Following the events of City on Fire, Danny Ryan and his Irish crew are making a run west to evade retribution from the rival Italian mob, the feds and anyone else who wishes them harm after a bloody gang war on the streets of Providence. Recently widowed and with a young son to care for, Danny has plans to go legit and start a new life in California. But the old life is hard to shake, either because he needs to pull a job to make peace with the feds or because it’s in his blood and he only feels alive when he’s got a piece of the action. And there’s plenty of action in Los Angeles where he and his crew get involved in a Hollywood production, hook up with beautiful women and get sideways with the west coast mob. But with death following Danny wherever he goes, will he and his crew be able to survive long enough to reap the benefits of their second act?

Being the second installment in a trilogy, City of Dreams has the critical job of being a bridge from the first book to the last and it doesn’t disappoint. In fact, it thrives on its own. It builds upon the backstories and unadulterated violence provided in City on Fire and moves Danny Ryan’s journey forward in both expected and unexpected ways. Expected in the way that his thought process and actions are still grounded in what he learned back in Providence, leading to making both shady and legitimate deals that benefit him and his devoted crew. Proving the adage that you can take the man out of the mob, but you can’t take the mob out of the man. And unexpected in the way he rebounds from the loss of his wife and all the bloodshed he experienced to be a good father, to find a way to forgive his estranged mother, to find someone to love and fulfill his potential.
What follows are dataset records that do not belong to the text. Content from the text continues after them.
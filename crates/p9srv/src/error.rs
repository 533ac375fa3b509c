//! Errors returned to 9P clients.
//!
//! Every variant renders to the protocol error string carried by `RError` and
//! maps to the errno sent alongside it on 9P2000.u connections.

use std::io;

use nix::errno::Errno;
use thiserror::Error;

/// Errno values re-exported for backend implementations.
pub mod errno {
    pub use nix::errno::Errno::*;
}

/// Protocol error strings produced by the request validation gate.
pub mod string {
    pub const EMSIZE: &str = "msize too small";
    pub const EUNKNOWNFID: &str = "unknown fid";
    pub const EINUSE: &str = "fid already in use";
    pub const ENOUSER: &str = "unknown user";
    pub const ENOAUTH: &str = "no authentication required";
    pub const ENOTIMPL: &str = "not implemented";
    pub const ENOTDIR: &str = "not a directory";
    pub const EBADUSE: &str = "bad use of fid";
    pub const EOPEN: &str = "fid already opened";
    pub const EPERM: &str = "permission denied";
    pub const ETOOLARGE: &str = "i/o count too large";
    pub const EDIRCHANGE: &str = "cannot convert between files and directories";
}

#[derive(Debug, Error)]
pub enum Error {
    /// Negotiated message size below the I/O header overhead.
    #[error("{}", string::EMSIZE)]
    MsizeTooSmall,
    /// A fid named by the request is not live, or is the `NOFID` placeholder.
    #[error("{}", string::EUNKNOWNFID)]
    UnknownFid,
    /// The fid the request wants to allocate is already live.
    #[error("{}", string::EINUSE)]
    FidInUse,
    #[error("{}", string::ENOUSER)]
    NoSuchUser,
    #[error("{}", string::ENOAUTH)]
    NoAuth,
    #[error("{}", string::ENOTIMPL)]
    NotImplemented,
    #[error("{}", string::ENOTDIR)]
    NotDir,
    #[error("{}", string::EBADUSE)]
    BadUse,
    #[error("{}", string::EOPEN)]
    AlreadyOpen,
    #[error("{}", string::EPERM)]
    PermissionDenied,
    #[error("{}", string::ETOOLARGE)]
    TooLarge,
    #[error("{}", string::EDIRCHANGE)]
    DirChange,
    /// Error reported by a backend as a bare errno.
    #[error("{}", .0.desc())]
    No(#[from] Errno),
    /// I/O error, from a backend or from the transport.
    #[error("{0}")]
    Io(#[from] io::Error),
}

impl Error {
    /// The errno sent to 9P2000.u clients.
    pub fn errno(&self) -> Errno {
        match *self {
            Error::NotDir => Errno::ENOTDIR,
            Error::PermissionDenied => Errno::EPERM,
            Error::No(e) => e,
            Error::Io(ref e) => e.raw_os_error().map(Errno::from_raw).unwrap_or(Errno::EIO),
            _ => Errno::EINVAL,
        }
    }
}
use {
    super::*,
    crate::{error::string::*, serialize, users::UserTable, Result},
    async_trait::async_trait,
    nix::errno::Errno,
    std::sync::atomic::AtomicUsize,
    tokio::sync::{
        Notify,
        mpsc::{self, UnboundedReceiver},
    },
};

const BOB: u32 = 1000;

#[derive(Default)]
struct Flushes(AtomicUsize);

impl FlushOp<()> for Flushes {
    fn flush(&self, _req: &Req<()>) {
        self.0.fetch_add(1, Ordering::SeqCst);
    }
}

#[derive(Default)]
struct TestAuth {
    destroyed: AtomicUsize,
}

#[async_trait]
impl AuthOps<()> for TestAuth {
    async fn auth_init(&self, _afid: &Fid<()>, _aname: &str) -> Result<Qid> {
        Ok(Qid {
            typ: QidType::FILE,
            version: 0,
            path: 99,
        })
    }

    async fn auth_check(&self, _fid: &Fid<()>, _afid: Option<&Fid<()>>, aname: &str) -> Result<()> {
        match aname {
            "deny" => Err(Error::PermissionDenied),
            _ => Ok(()),
        }
    }

    async fn auth_read(&self, _afid: &Fid<()>, _offset: u64, buf: &mut [u8]) -> Result<usize> {
        let n = buf.len().min(2);
        buf[..n].copy_from_slice(&b"ok"[..n]);
        Ok(n)
    }

    async fn auth_write(&self, _afid: &Fid<()>, _offset: u64, data: &[u8]) -> Result<usize> {
        Ok(data.len())
    }

    async fn auth_destroy(&self, _afid: &Fid<()>) {
        self.destroyed.fetch_add(1, Ordering::SeqCst);
    }
}

/// Walking a name starting with `d` yields a directory, `missing` stops the
/// walk, a read at offset 42 blocks until released or flushed.
#[derive(Default)]
struct TestFs {
    auth: Option<TestAuth>,
    flusher: Option<Flushes>,
    destroyed: Mutex<Vec<u32>>,
    stats: AtomicUsize,
    reached: Notify,
    gate: Notify,
}

#[async_trait]
impl Filesystem for TestFs {
    type FId = ();

    async fn rattach(&self, _req: &Req<()>) -> Result<FCall> {
        Ok(FCall::RAttach {
            qid: Qid {
                typ: QidType::DIR,
                version: 0,
                path: 0,
            },
        })
    }

    async fn rwalk(&self, req: &Req<()>) -> Result<FCall> {
        let FCall::TWalk { ref wnames, .. } = *req.tc() else {
            return Err(Error::No(Errno::EINVAL));
        };

        let mut wqids = Vec::new();
        for (i, name) in wnames.iter().enumerate() {
            if name == "missing" {
                if i == 0 {
                    return Err(Error::No(Errno::ENOENT));
                }
                break;
            }
            let typ = if name.starts_with('d') {
                QidType::DIR
            } else {
                QidType::FILE
            };
            wqids.push(Qid {
                typ,
                version: 0,
                path: i as u64 + 1,
            });
        }

        Ok(FCall::RWalk { wqids })
    }

    async fn ropen(&self, req: &Req<()>) -> Result<FCall> {
        let fid = req.fid().ok_or(Error::UnknownFid)?;
        Ok(FCall::ROpen {
            qid: Qid {
                typ: fid.typ(),
                version: 0,
                path: fid.fid() as u64,
            },
            iounit: 0,
        })
    }

    async fn rcreate(&self, req: &Req<()>) -> Result<FCall> {
        let FCall::TCreate { perm, .. } = *req.tc() else {
            return Err(Error::No(Errno::EINVAL));
        };
        Ok(FCall::RCreate {
            qid: Qid {
                typ: QidType::from_mode(perm),
                version: 0,
                path: 7,
            },
            iounit: 0,
        })
    }

    async fn rread(&self, req: &Req<()>) -> Result<FCall> {
        let FCall::TRead { offset, count, .. } = *req.tc() else {
            return Err(Error::No(Errno::EINVAL));
        };

        if offset == 42 {
            self.reached.notify_one();
            tokio::select! {
                _ = self.gate.notified() => {}
                _ = req.cancelled() => {}
            }
        }

        let fid = req.fid().ok_or(Error::UnknownFid)?;
        let n = if fid.is_dir() { 10 } else { count.min(4) };
        Ok(FCall::RRead {
            data: Data(vec![0; n as usize]),
        })
    }

    async fn rwrite(&self, req: &Req<()>) -> Result<FCall> {
        let FCall::TWrite { ref data, .. } = *req.tc() else {
            return Err(Error::No(Errno::EINVAL));
        };
        Ok(FCall::RWrite {
            count: data.0.len() as u32,
        })
    }

    async fn rremove(&self, _req: &Req<()>) -> Result<FCall> {
        Err(Error::No(Errno::EPERM))
    }

    async fn rstat(&self, _req: &Req<()>) -> Result<FCall> {
        self.stats.fetch_add(1, Ordering::SeqCst);
        Ok(FCall::RStat {
            stat: Stat::default(),
        })
    }

    async fn rwstat(&self, _req: &Req<()>) -> Result<FCall> {
        Ok(FCall::RWStat)
    }

    fn auth(&self) -> Option<&dyn AuthOps<()>> {
        self.auth.as_ref().map(|a| a as &dyn AuthOps<()>)
    }

    fn flusher(&self) -> Option<&dyn FlushOp<()>> {
        self.flusher.as_ref().map(|f| f as &dyn FlushOp<()>)
    }

    fn fid_destroy(&self, fid: &Fid<()>) {
        lock(&self.destroyed).push(fid.fid());
    }
}
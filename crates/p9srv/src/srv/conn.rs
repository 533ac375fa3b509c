use {
    super::{Fid, Req, lock},
    crate::fcall::*,
    log::warn,
    std::{
        collections::HashMap,
        sync::{
            Arc, Mutex,
            atomic::{AtomicBool, AtomicU32, Ordering},
        },
    },
    tokio::sync::mpsc::UnboundedSender,
};

struct Tables<T> {
    fids: HashMap<u32, Arc<Fid<T>>>,
    reqs: HashMap<u16, Arc<Req<T>>>,
}

/// Per-connection state: negotiated parameters, the fid table and the table
/// of outstanding requests keyed by tag.
///
/// The table lock is only held for the duration of a table operation.
pub struct Conn<T> {
    msize: AtomicU32,
    dotu: AtomicBool,
    tables: Mutex<Tables<T>>,
    tx: UnboundedSender<Msg>,
}

impl<T> Conn<T> {
    pub(crate) fn new(msize: u32, tx: UnboundedSender<Msg>) -> Conn<T> {
        Conn {
            msize: AtomicU32::new(msize),
            dotu: AtomicBool::new(false),
            tables: Mutex::new(Tables {
                fids: HashMap::new(),
                reqs: HashMap::new(),
            }),
            tx,
        }
    }

    /// Maximum message size currently in effect.
    pub fn msize(&self) -> u32 {
        self.msize.load(Ordering::SeqCst)
    }

    /// Whether 9P2000.u was negotiated.
    pub fn dotu(&self) -> bool {
        self.dotu.load(Ordering::SeqCst)
    }

    /// Lowers msize to `offered` if that is smaller, returning the result.
    pub(crate) fn shrink_msize(&self, offered: u32) -> u32 {
        let prev = self.msize.fetch_min(offered, Ordering::SeqCst);
        prev.min(offered)
    }

    pub(crate) fn set_dotu(&self, dotu: bool) {
        self.dotu.store(dotu, Ordering::SeqCst);
    }

    /// Look up a live fid without taking a hold on it.
    pub fn fid(&self, fid: u32) -> Option<Arc<Fid<T>>> {
        lock(&self.tables).fids.get(&fid).cloned()
    }

    /// Number of live fids.
    pub fn fid_count(&self) -> usize {
        lock(&self.tables).fids.len()
    }

    /// Look up a live fid and take a hold on it for the calling request.
    pub(crate) fn fid_get(&self, fid: u32) -> Option<Arc<Fid<T>>> {
        let tables = lock(&self.tables);
        let f = tables.fids.get(&fid)?;
        f.inc_ref();
        Some(f.clone())
    }

    /// Drop one reference. Returns true if it was the last one and this call
    /// took the fid out of the table; that happens at most once per fid.
    pub(crate) fn fid_release(&self, fid: &Arc<Fid<T>>) -> bool {
        let mut tables = lock(&self.tables);
        {
            let mut state = fid.lock();
            if state.refs == 0 {
                return false;
            }
            state.refs -= 1;
            if state.refs > 0 {
                return false;
            }
        }

        match tables.fids.get(&fid.fid()) {
            Some(live) if Arc::ptr_eq(live, fid) => {
                tables.fids.remove(&fid.fid());
                true
            }
            // already drained by a disconnect
            _ => false,
        }
    }

    /// Remove every fid, for a connection going away.
    pub(crate) fn drain_fids(&self) -> Vec<Arc<Fid<T>>> {
        lock(&self.tables).fids.drain().map(|(_, f)| f).collect()
    }

    /// Look up the request currently owning `tag`.
    pub fn req(&self, tag: u16) -> Option<Arc<Req<T>>> {
        lock(&self.tables).reqs.get(&tag).cloned()
    }

    /// Number of outstanding requests.
    pub fn req_count(&self) -> usize {
        lock(&self.tables).reqs.len()
    }

    pub(crate) fn unregister(&self, req: &Arc<Req<T>>) {
        let mut tables = lock(&self.tables);
        if let Some(live) = tables.reqs.get(&req.tag()) {
            if Arc::ptr_eq(live, req) {
                tables.reqs.remove(&req.tag());
            }
        }
    }

    /// Flag every outstanding request except `NOTAG` and `current` so that
    /// its response is never sent.
    pub(crate) fn flush_outstanding(&self, current: u16) {
        let tables = lock(&self.tables);
        for (tag, req) in tables.reqs.iter() {
            if *tag == NOTAG || *tag == current {
                continue;
            }
            req.set_flush();
        }
    }

    pub(crate) fn send(&self, msg: Msg) {
        if let Err(e) = self.tx.send(msg) {
            warn!("response for tag {} dropped: connection closed", e.0.tag);
        }
    }
}

impl<T: Default> Conn<T> {
    /// Allocate `fid`, held once by the calling request. Returns `None` if the
    /// fid is already live.
    pub(crate) fn fid_new(&self, fid: u32) -> Option<Arc<Fid<T>>> {
        let mut tables = lock(&self.tables);
        if tables.fids.contains_key(&fid) {
            return None;
        }
        let f = Arc::new(Fid::new(fid));
        tables.fids.insert(fid, f.clone());
        Some(f)
    }

    /// Add a freshly received request to the tag table. A tag still owned by
    /// a live request is refused.
    pub(crate) fn register(self: &Arc<Self>, msg: Msg) -> Option<Arc<Req<T>>> {
        let mut tables = lock(&self.tables);
        if tables.reqs.contains_key(&msg.tag) {
            return None;
        }
        let req = Arc::new(Req::new(msg, self.clone()));
        tables.reqs.insert(req.tag(), req.clone());
        Some(req)
    }
}
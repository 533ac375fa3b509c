use {
    super::{Filesystem, Srv},
    crate::{fcall::*, io_err, serialize, utils, Result},
    bytes::buf::{Buf, BufMut},
    futures::sink::SinkExt,
    log::{debug, error, info},
    std::{
        path::{Path, PathBuf},
        sync::{
            Arc,
            atomic::{AtomicBool, Ordering},
        },
    },
    tokio::{
        io::{AsyncRead, AsyncWrite},
        net::{TcpListener, UnixListener},
        sync::mpsc,
    },
    tokio_stream::StreamExt,
    tokio_util::codec::length_delimited::LengthDelimitedCodec,
};

fn codec() -> tokio_util::codec::length_delimited::Builder {
    let mut builder = LengthDelimitedCodec::builder();
    builder
        .length_field_offset(0)
        .length_field_length(4)
        .length_adjustment(-4)
        .little_endian();
    builder
}

/// Serve one connection until the client hangs up.
///
/// Every message is registered and processed on its own task, except
/// `TVersion`, which completes before the next frame is read. Responses are
/// written in completion order by a single writer task.
pub async fn serve<Fs, Reader, Writer>(srv: Arc<Srv<Fs>>, reader: Reader, writer: Writer) -> Result<()>
where
    Fs: Filesystem,
    Reader: 'static + AsyncRead + Send + std::marker::Unpin,
    Writer: 'static + AsyncWrite + Send + std::marker::Unpin,
{
    let (tx, mut rx) = mpsc::unbounded_channel::<Msg>();
    let conn = srv.new_conn(tx);

    let mut framedread = codec().new_read(reader);
    let mut framedwrite = codec().new_write(writer);

    let writer_conn = Arc::downgrade(&conn);
    tokio::spawn(async move {
        while let Some(response) = rx.recv().await {
            let dotu = writer_conn.upgrade().is_some_and(|c| c.dotu());

            let mut writer = bytes::BytesMut::with_capacity(4096).writer();
            if let Err(e) = serialize::write_msg(&mut writer, &response, dotu) {
                error!("Failed to serialize response for tag {}: {:?}", response.tag, e);
                continue;
            }

            let frozen = writer.into_inner().freeze();
            if let Err(e) = framedwrite.send(frozen).await {
                error!("Failed to send response for tag {}: {:?}", response.tag, e);
                return;
            }
            debug!("\t→ {:?}", response);
        }
    });

    while let Some(bytes) = framedread.next().await {
        let bytes = bytes?;

        let msg = serialize::read_msg(&mut bytes.reader(), conn.dotu())?;
        debug!("\t← {:?}", msg);

        // the next frame must be decoded in the dialect TVersion settles on
        let inline = matches!(msg.body, FCall::TVersion { .. });

        if let Some(req) = srv.recv(&conn, msg) {
            if inline {
                srv.process(req).await;
            } else {
                let srv = srv.clone();
                tokio::spawn(async move { srv.process(req).await });
            }
        }
    }

    srv.disconnect(&conn);
    Ok(())
}

pub async fn srv_async_tcp<Fs: Filesystem>(srv: Arc<Srv<Fs>>, addr: &str) -> Result<()> {
    let listener = TcpListener::bind(addr).await?;
    info!("listening on {}", addr);

    loop {
        let (stream, peer) = listener.accept().await?;
        info!("accepted: {:?}", peer);

        let srv = srv.clone();
        tokio::spawn(async move {
            let (readhalf, writehalf) = stream.into_split();
            if let Err(e) = serve(srv, readhalf, writehalf).await {
                error!("Error: {}: {:?}", e, e);
            }
            info!("closed: {:?}", peer);
        });
    }
}

struct DeleteOnDrop {
    path: PathBuf,
    listener: UnixListener,
}

impl DeleteOnDrop {
    fn bind(path: impl AsRef<Path>) -> std::io::Result<Self> {
        let path = path.as_ref().to_owned();
        UnixListener::bind(&path).map(|listener| DeleteOnDrop { path, listener })
    }
}

impl std::ops::Deref for DeleteOnDrop {
    type Target = UnixListener;

    fn deref(&self) -> &Self::Target {
        &self.listener
    }
}

impl Drop for DeleteOnDrop {
    fn drop(&mut self) {
        if let Err(e) = std::fs::remove_file(&self.path) {
            error!("Failed to remove socket file {:?}: {}", self.path, e);
        }
    }
}

pub async fn srv_async_unix<Fs: Filesystem>(srv: Arc<Srv<Fs>>, addr: impl AsRef<Path>) -> Result<()> {
    use tokio::signal::unix::{SignalKind, signal};

    let listener = DeleteOnDrop::bind(addr)?;

    let mut sigterm = signal(SignalKind::terminate())?;
    let mut sigint = signal(SignalKind::interrupt())?;

    let running = Arc::new(AtomicBool::new(true));
    {
        let running = running.clone();
        tokio::spawn(async move {
            tokio::select! {
                _ = sigterm.recv() => info!("Received SIGTERM, shutting down"),
                _ = sigint.recv() => info!("Received SIGINT, shutting down"),
            }
            running.store(false, Ordering::SeqCst);
        });
    }

    while running.load(Ordering::SeqCst) {
        tokio::select! {
            result = listener.accept() => {
                let (stream, peer) = result?;
                info!("accepted: {:?}", peer);

                let srv = srv.clone();
                tokio::spawn(async move {
                    let (readhalf, writehalf) = tokio::io::split(stream);
                    if let Err(e) = serve(srv, readhalf, writehalf).await {
                        error!("Error: {:?}", e);
                    }
                });
            }
            // wake up to look at the running flag
            _ = tokio::time::sleep(std::time::Duration::from_millis(100)) => {}
        }
    }

    info!("Server shutdown complete");
    Ok(())
}

/// Listen on `addr`, given as `tcp!host!port` or `unix!path!suffix`, and
/// serve every connection with `srv`.
pub async fn srv_async<Fs: Filesystem>(srv: Arc<Srv<Fs>>, addr: &str) -> Result<()> {
    let (proto, host, port) =
        utils::parse_proto(addr).ok_or_else(|| io_err!(InvalidInput, "Invalid protocol or address"))?;

    match proto {
        "tcp" => srv_async_tcp(srv, &format!("{}:{}", host, port)).await,
        "unix" => srv_async_unix(srv, format!("{}:{}", host, port)).await,
        _ => Err(From::from(io_err!(InvalidInput, "Protocol not supported"))),
    }
}
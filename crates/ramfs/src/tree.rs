//! The in-memory file tree.

use {
    crate::utils::now,
    p9srv::{Data, Error, Qid, QidType, Result, Stat, dm, errno::*, serialize, users::User},
    std::collections::{BTreeMap, HashMap},
};

/// Qid path of the root directory.
pub const ROOT: u64 = 0;

/// Largest file the tree will hold.
pub const MAX_FILE_SIZE: u64 = 1 << 30;

fn file_size(size: u64) -> Result<usize> {
    if size > MAX_FILE_SIZE {
        return Err(Error::No(EFBIG));
    }
    Ok(size as usize)
}

#[derive(Clone, Debug, Default)]
pub struct Node {
    pub qid: Qid,
    pub parent: u64,
    pub name: String,
    pub mode: u32,
    pub uid: String,
    pub gid: String,
    pub muid: String,
    pub n_uid: u32,
    pub n_gid: u32,
    pub n_muid: u32,
    pub atime: u32,
    pub mtime: u32,
    /// Symlink target or device description of 9P2000.u special files.
    pub extension: String,
    pub data: Vec<u8>,
    pub children: BTreeMap<String, u64>,
}

impl Node {
    pub fn is_dir(&self) -> bool {
        self.mode & dm::DIR != 0
    }

    pub fn stat(&self) -> Stat {
        Stat {
            typ: 0,
            dev: 0,
            qid: self.qid,
            mode: self.mode,
            atime: self.atime,
            mtime: self.mtime,
            length: if self.is_dir() { 0 } else { self.data.len() as u64 },
            name: self.name.clone(),
            uid: self.uid.clone(),
            gid: self.gid.clone(),
            muid: self.muid.clone(),
            extension: self.extension.clone(),
            n_uid: self.n_uid,
            n_gid: self.n_gid,
            n_muid: self.n_muid,
        }
    }

    /// Whether `user` has all of the `want` permission bits, as owner or
    /// as anybody else.
    pub fn permits(&self, user: Option<&dyn User>, want: u32) -> bool {
        let perm = match user {
            Some(user) if user.name() == self.uid => (self.mode >> 6) & 7,
            _ => self.mode & 7,
        };
        perm & want == want
    }

    /// Record a modification by `user`.
    pub fn touch(&mut self, user: Option<&dyn User>) {
        self.mtime = now();
        self.atime = self.mtime;
        self.qid.version = self.qid.version.wrapping_add(1);
        if let Some(user) = user {
            self.muid = user.name().to_owned();
            self.n_muid = user.id();
        }
    }
}

pub struct Tree {
    nodes: HashMap<u64, Node>,
    next_path: u64,
}

impl Tree {
    /// A tree holding only the root directory, owned by `owner`.
    pub fn new(owner: &dyn User, gid: &str, n_gid: u32) -> Tree {
        let time = now();
        let root = Node {
            qid: Qid {
                typ: QidType::DIR,
                version: 0,
                path: ROOT,
            },
            parent: ROOT,
            name: "/".to_owned(),
            mode: dm::DIR | 0o775,
            uid: owner.name().to_owned(),
            gid: gid.to_owned(),
            muid: owner.name().to_owned(),
            n_uid: owner.id(),
            n_gid,
            n_muid: owner.id(),
            atime: time,
            mtime: time,
            ..Default::default()
        };

        Tree {
            nodes: HashMap::from([(ROOT, root)]),
            next_path: ROOT + 1,
        }
    }

    pub fn get(&self, path: u64) -> Result<&Node> {
        self.nodes.get(&path).ok_or(Error::No(ENOENT))
    }

    pub fn get_mut(&mut self, path: u64) -> Result<&mut Node> {
        self.nodes.get_mut(&path).ok_or(Error::No(ENOENT))
    }

    /// Find `name` in the directory `dir`; `..` is the parent, the root being
    /// its own parent.
    pub fn lookup(&self, dir: u64, name: &str) -> Result<u64> {
        let node = self.get(dir)?;
        if !node.is_dir() {
            return Err(Error::No(ENOTDIR));
        }

        match name {
            ".." => Ok(node.parent),
            _ => node.children.get(name).copied().ok_or(Error::No(ENOENT)),
        }
    }

    /// Create `name` in `dir`. Permission bits are masked with the
    /// directory's the way Plan 9 does.
    pub fn create(&mut self, dir: u64, name: &str, perm: u32, extension: &str, owner: &dyn User) -> Result<u64> {
        if name.is_empty() || name == "." || name == ".." || name.contains('/') {
            return Err(Error::No(EINVAL));
        }

        let parent = self.get(dir)?;
        if !parent.is_dir() {
            return Err(Error::No(ENOTDIR));
        }
        if parent.children.contains_key(name) {
            return Err(Error::No(EEXIST));
        }

        let mode = if perm & dm::DIR != 0 {
            perm & (!0o777 | (parent.mode & 0o777))
        } else {
            perm & (!0o666 | (parent.mode & 0o666))
        };
        let (gid, n_gid) = (parent.gid.clone(), parent.n_gid);

        let path = self.next_path;
        self.next_path += 1;

        let time = now();
        let node = Node {
            qid: Qid {
                typ: QidType::from_mode(mode),
                version: 0,
                path,
            },
            parent: dir,
            name: name.to_owned(),
            mode,
            uid: owner.name().to_owned(),
            gid,
            muid: owner.name().to_owned(),
            n_uid: owner.id(),
            n_gid,
            n_muid: owner.id(),
            atime: time,
            mtime: time,
            extension: extension.to_owned(),
            ..Default::default()
        };
        self.nodes.insert(path, node);

        let parent = self.get_mut(dir)?;
        parent.children.insert(name.to_owned(), path);
        parent.touch(Some(owner));

        Ok(path)
    }

    pub fn remove(&mut self, path: u64) -> Result<()> {
        if path == ROOT {
            return Err(Error::No(EPERM));
        }

        let node = self.get(path)?;
        if !node.children.is_empty() {
            return Err(Error::No(ENOTEMPTY));
        }
        let (parent, name) = (node.parent, node.name.clone());

        self.nodes.remove(&path);
        if let Ok(parent) = self.get_mut(parent) {
            parent.children.remove(&name);
            parent.touch(None);
        }
        Ok(())
    }

    /// Rename within the same directory.
    pub fn rename(&mut self, path: u64, name: &str) -> Result<()> {
        if path == ROOT || name == "." || name == ".." || name.contains('/') {
            return Err(Error::No(EINVAL));
        }

        let node = self.get(path)?;
        if node.name == name {
            return Ok(());
        }
        let (parent, old) = (node.parent, node.name.clone());

        let dir = self.get_mut(parent)?;
        if dir.children.contains_key(name) {
            return Err(Error::No(EEXIST));
        }
        dir.children.remove(&old);
        dir.children.insert(name.to_owned(), path);

        self.get_mut(path)?.name = name.to_owned();
        Ok(())
    }

    /// Read a file's contents.
    pub fn read(&self, path: u64, offset: u64, count: u32) -> Result<Data> {
        let node = self.get(path)?;
        let len = node.data.len() as u64;
        let start = offset.min(len) as usize;
        let end = offset.saturating_add(count as u64).min(len) as usize;
        Ok(Data(node.data[start..end].to_vec()))
    }

    /// Serialise the stats of a directory's children, starting with the entry
    /// at byte `offset` and stopping before the first one that does not fit.
    pub fn read_dir(&self, dir: u64, offset: u64, count: u32, dotu: bool) -> Result<Data> {
        let node = self.get(dir)?;

        let mut pos = 0u64;
        let mut buf = Vec::new();
        for path in node.children.values() {
            let stat = self.get(*path)?.stat();
            let size = stat.size(dotu) as u64 + 2;

            if pos < offset {
                pos += size;
                continue;
            }
            // a client may only continue where a previous read ended
            if pos > offset && buf.is_empty() {
                return Err(Error::No(EINVAL));
            }
            if buf.len() as u64 + size > count as u64 {
                break;
            }

            serialize::encode_stat(&mut buf, &stat, dotu)?;
            pos += size;
        }

        Ok(Data(buf))
    }

    /// Write into a file, growing it as needed. Append-only files ignore the
    /// offset.
    pub fn write(&mut self, path: u64, offset: u64, data: &[u8], user: Option<&dyn User>) -> Result<u32> {
        let node = self.get_mut(path)?;
        if node.is_dir() {
            return Err(Error::No(EISDIR));
        }

        let offset = if node.mode & dm::APPEND != 0 {
            node.data.len()
        } else {
            file_size(offset)?
        };
        let end = file_size(offset as u64 + data.len() as u64)?;
        if node.data.len() < end {
            node.data.resize(end, 0);
        }
        node.data[offset..end].copy_from_slice(data);
        node.touch(user);

        Ok(data.len() as u32)
    }

    pub fn truncate(&mut self, path: u64, length: u64) -> Result<()> {
        let length = file_size(length)?;
        let node = self.get_mut(path)?;
        if node.is_dir() {
            return Err(Error::No(EISDIR));
        }
        node.data.resize(length, 0);
        Ok(())
    }
}
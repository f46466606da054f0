//! Terminal size negotiation.

/// Smallest grid the surface is ever given.
pub const MIN_COLS: u16 = 2;
pub const MIN_ROWS: u16 = 1;

/// Best-fit grid for a container `width` x `height` cells. `None` while the
/// container has no area (e.g. minimized or not laid out yet).
pub fn fit(width: u16, height: u16) -> Option<(u16, u16)> {
    if width == 0 || height == 0 {
        return None;
    }
    Some((width.max(MIN_COLS), height.max(MIN_ROWS)))
}

/// Remembers the last applied size so repeated observations are ignored.
#[derive(Debug, Default)]
pub struct ResizeNegotiator {
    last: Option<(u16, u16)>,
}

impl ResizeNegotiator {
    pub fn new() -> Self {
        Self::default()
    }

    /// Returns `true` when `(cols, rows)` differs from the last applied size.
    pub fn observe(&mut self, cols: u16, rows: u16) -> bool {
        if self.last == Some((cols, rows)) {
            return false;
        }
        self.last = Some((cols, rows));
        true
    }

    pub fn last(&self) -> Option<(u16, u16)> {
        self.last
    }
}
City of Dreams is tremendous! Filled in equal measure with moving moments and “oh-shit” events, it’s emotional and stirring while also being vicious and calculating. It’s a brilliant follow up to City on Fire that perfectly sets up the final installment in the trilogy, promising to be entertaining as hell…either as a triumphant success or an ignominious end to the Danny Ryan saga. Regardless, it’ll be a final gift to readers from the genius pen of Don Winslow. And I can’t wait to find out how this epic story ends.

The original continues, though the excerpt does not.